Cleveland Press July 25, 1970

"Kelly's Heroes" is a movie that tries hard to be something for everyone and succeeds mostly at being uneven and long.

Against a World War II setting the screenwriters have fashioned a crime caper story dotted with humor and spiced up with bloody action.

Don Rickles has been tossed in as a conniving supply officer and provides some Rickles' routines in the midst of a battle. Donald Sutherland is an anachronism, a hippie tank commander who addresses people as baby and describes situations as beautiful -- hardly the type you would find in the 40's.

TELLY SAVALAS IS good as the top sergeant, the kind of role to which he gives tough authority.
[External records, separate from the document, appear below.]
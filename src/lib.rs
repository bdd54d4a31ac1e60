//! Share one long-running CLI assistant conversation across devices.
//!
//! Devices register and elect a primary per session; the primary's turns
//! are deduplicated and queued, run one at a time through the CLI, and
//! stored in a per-session message buffer. A resource manager keeps the
//! whole thing within configured limits.

pub mod buffer;
pub mod config;
pub mod device;
pub mod error;
pub mod hub;
pub mod notify;
pub mod platform;
pub mod protocol;
pub mod queue;
pub mod resources;
pub mod runner;
pub mod session;
mod ticker;
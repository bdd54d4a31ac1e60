//! Cancellable periodic background task

use std::future::Future;
use std::sync::Mutex;
use std::time::Duration;
use tokio::sync::watch;
use tokio::task::JoinHandle;
use tokio::time::MissedTickBehavior;

/// A background loop that runs `tick` every `period` until stopped.
///
/// The first tick fires one full period after spawning.
pub struct Ticker {
    name: &'static str,
    shutdown_tx: watch::Sender<bool>,
    handle: Mutex<Option<JoinHandle<()>>>,
}

impl Ticker {
    pub fn spawn<F, Fut>(name: &'static str, period: Duration, mut tick: F) -> Self
    where
        F: FnMut() -> Fut + Send + 'static,
        Fut: Future<Output = ()> + Send + 'static,
    {
        let (shutdown_tx, mut shutdown_rx) = watch::channel(false);
        let handle = tokio::spawn(async move {
            let mut interval = tokio::time::interval_at(tokio::time::Instant::now() + period, period);
            interval.set_missed_tick_behavior(MissedTickBehavior::Delay);
            loop {
                tokio::select! {
                    _ = shutdown_rx.changed() => {
                        if *shutdown_rx.borrow() {
                            break;
                        }
                    }
                    _ = interval.tick() => {
                        tick().await;
                    }
                }
            }
            tracing::debug!("{} stopped", name);
        });

        Self {
            name,
            shutdown_tx,
            handle: Mutex::new(Some(handle)),
        }
    }

    /// Signal the loop and wait for it to exit
    pub async fn stop(&self) {
        let _ = self.shutdown_tx.send(true);
        let handle = self.handle.lock().ok().and_then(|mut h| h.take());
        if let Some(handle) = handle {
            if let Err(e) = handle.await {
                if !e.is_cancelled() {
                    tracing::warn!("{} task failed: {}", self.name, e);
                }
            }
        }
    }
}

impl Drop for Ticker {
    fn drop(&mut self) {
        let _ = self.shutdown_tx.send(true);
    }
}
Clint Eastwood is still the laconic hero, but this time clean shaven and wearing GI's instead of western garb.

The story has Eastwood discovering that the Germans have stashed $16,000,000 in gold in a local bank. The bank is 30 miles behind enemy lines. Eastwood, taking advantage of a three-day leave with nowhere to go, recruits a small army to steal the gold.
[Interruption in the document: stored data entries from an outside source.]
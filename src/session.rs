//! Session lifecycle
//!
//! Creates, restores and closes conversation sessions, and drives each
//! session's queue through the process runner into the message buffer.
//! Evictions signalled by the resource manager are finished here.

use crate::buffer::MessageBufferStore;
use crate::device::DeviceRegistry;
use crate::error::{ProcessError, SessionError, SessionRestoreError};
use crate::notify::TurnNotifier;
use crate::queue::{MessageQueue, Priority, QueueOptions, QueueOutcome, QueuedMessage};
use crate::resources::{ResourceEvent, ResourceManager};
use crate::runner::{ProcessRunner, TurnRequest, TurnResult};
use chrono::{DateTime, Utc};
use dashmap::mapref::entry::Entry;
use dashmap::DashMap;
use serde::{Deserialize, Serialize};
use serde_json::{json, Value};
use std::sync::{Arc, Mutex};
use tokio::sync::{broadcast, watch};
use tokio::task::{AbortHandle, JoinHandle};
use uuid::Uuid;

#[derive(Debug, Clone, Copy, Default, PartialEq, Eq, Serialize, Deserialize)]
#[serde(rename_all = "snake_case")]
pub enum SessionState {
    Requested,
    #[default]
    Active,
    Restoring,
    Closed,
}

#[derive(Debug, Clone, PartialEq, Serialize, Deserialize)]
#[serde(rename_all = "camelCase")]
pub struct Session {
    pub session_id: String,
    pub user_id: String,
    pub project_path: String,
    pub created_at: DateTime<Utc>,
    pub last_activity: DateTime<Utc>,
    /// The CLI's own conversation handle, known after the first turn
    #[serde(default)]
    pub claude_session_id: Option<String>,
    #[serde(default)]
    pub status: SessionState,
}

/// Last known state of a project's conversation, used by restore
#[derive(Debug, Clone, PartialEq, Serialize, Deserialize)]
#[serde(rename_all = "camelCase")]
pub struct SessionMetadata {
    pub session_id: String,
    pub user_id: String,
    #[serde(default)]
    pub claude_session_id: Option<String>,
    pub updated_at: DateTime<Utc>,
}

/// Who is asking for a session
#[derive(Debug, Clone, Default, Serialize, Deserialize)]
#[serde(rename_all = "camelCase")]
pub struct ConnectionContext {
    pub user_id: String,
    pub device_id: String,
}

#[derive(Debug, Clone, PartialEq, Serialize)]
#[serde(tag = "status", rename_all = "snake_case")]
pub enum TurnOutcome {
    Completed { result: TurnResult },
    Failed { error: ProcessError, retryable: bool },
}

impl TurnOutcome {
    pub fn is_success(&self) -> bool {
        matches!(self, TurnOutcome::Completed { .. })
    }
}

#[derive(Debug, Clone, Copy, PartialEq, Eq, Serialize)]
#[serde(rename_all = "snake_case")]
pub enum CloseReason {
    Explicit,
    Evicted,
    Shutdown,
}

#[derive(Debug, Clone, PartialEq, Serialize)]
#[serde(tag = "type", rename_all = "snake_case")]
pub enum SessionEvent {
    SessionCreated {
        session: Session,
    },
    SessionRestored {
        session: Session,
    },
    SessionClosed {
        session_id: String,
        reason: CloseReason,
    },
    TurnStarted {
        session_id: String,
        request_id: String,
        device_id: String,
    },
    TurnCompleted {
        session_id: String,
        request_id: String,
        device_id: String,
        outcome: TurnOutcome,
    },
}

struct InflightTurn {
    message_id: String,
    handle: AbortHandle,
}

struct Reaper {
    shutdown: watch::Sender<bool>,
    handle: JoinHandle<()>,
}

pub struct SessionManager {
    sessions: DashMap<String, Session>,
    /// project_path -> last known metadata
    metadata: DashMap<String, SessionMetadata>,
    inflight: DashMap<String, InflightTurn>,
    devices: Arc<DeviceRegistry>,
    queue: Arc<MessageQueue>,
    buffers: Arc<MessageBufferStore>,
    resources: Arc<ResourceManager>,
    runner: Arc<ProcessRunner>,
    notifier: Arc<dyn TurnNotifier>,
    events: broadcast::Sender<SessionEvent>,
    reaper: Mutex<Option<Reaper>>,
}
Before it is over Kelly and his larcenous commandos have opened up a new front and wiped out most of the German Army. The commanding general, hearing only reports that a handful of American soldiers has far out paced the rest of the U.S. Army, personally moves to the new front to take the glory while Kelly and his men take the gold.
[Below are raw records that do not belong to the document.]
//! Platform helpers
//!
//! Config directory lookup and the test-environment switch used to keep
//! process lookups out of unit tests.

use std::path::PathBuf;

/// Environment variable that overrides the config directory
pub const CONFIG_DIR_ENV: &str = "SESSIONHUB_CONFIG_DIR";

/// Environment variable that marks a test run (`1` or `true`)
pub const TEST_ENV: &str = "SESSIONHUB_TEST";

/// Config directory (cross-platform)
///
/// `$SESSIONHUB_CONFIG_DIR` wins, then the OS config dir, then `~/.sessionhub`.
pub fn config_dir() -> PathBuf {
    if let Ok(dir) = std::env::var(CONFIG_DIR_ENV) {
        if !dir.trim().is_empty() {
            return PathBuf::from(dir);
        }
    }
    if let Some(dir) = dirs_next::config_dir() {
        return dir.join("sessionhub");
    }
    home_dir()
        .map(|h| h.join(".sessionhub"))
        .unwrap_or_else(|| PathBuf::from(".sessionhub"))
}

pub fn home_dir() -> Option<PathBuf> {
    dirs_next::home_dir()
}

/// True when running under the test environment flag
pub fn is_test_env() -> bool {
    matches!(
        std::env::var(TEST_ENV).as_deref(),
        Ok("1") | Ok("true") | Ok("TRUE")
    )
}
"KELLY'S HEROES" is filled with the usual blazing and exaggerated pyrotechnics reserved for war melodramas and the exaggerated GI comedy antics that have filled dozens of movies. Except for the anachronisms and the updating with the crime-caper motif, which is a more recent type of story, this picture might have emerged in the 1940's.

Not meaty enough to sustain its length, the movie tends to lag despite the action.

The best bit in the film is a moment of inside humor, a spoofing of Eastwood's own Italian western. Eastwood, flanked by Savalas and Sutherland, begins the long walk down a dusty street for a showdown with none other than a German tank.

On the soundtrack is the clanking of spurs while Lalo Schifrin's background music apes the twanging, high-pitched scores composed for the spaghetti westerns by Ennio Morricone. It's a nice touch but one nice touch doesn't quite make a hit movie.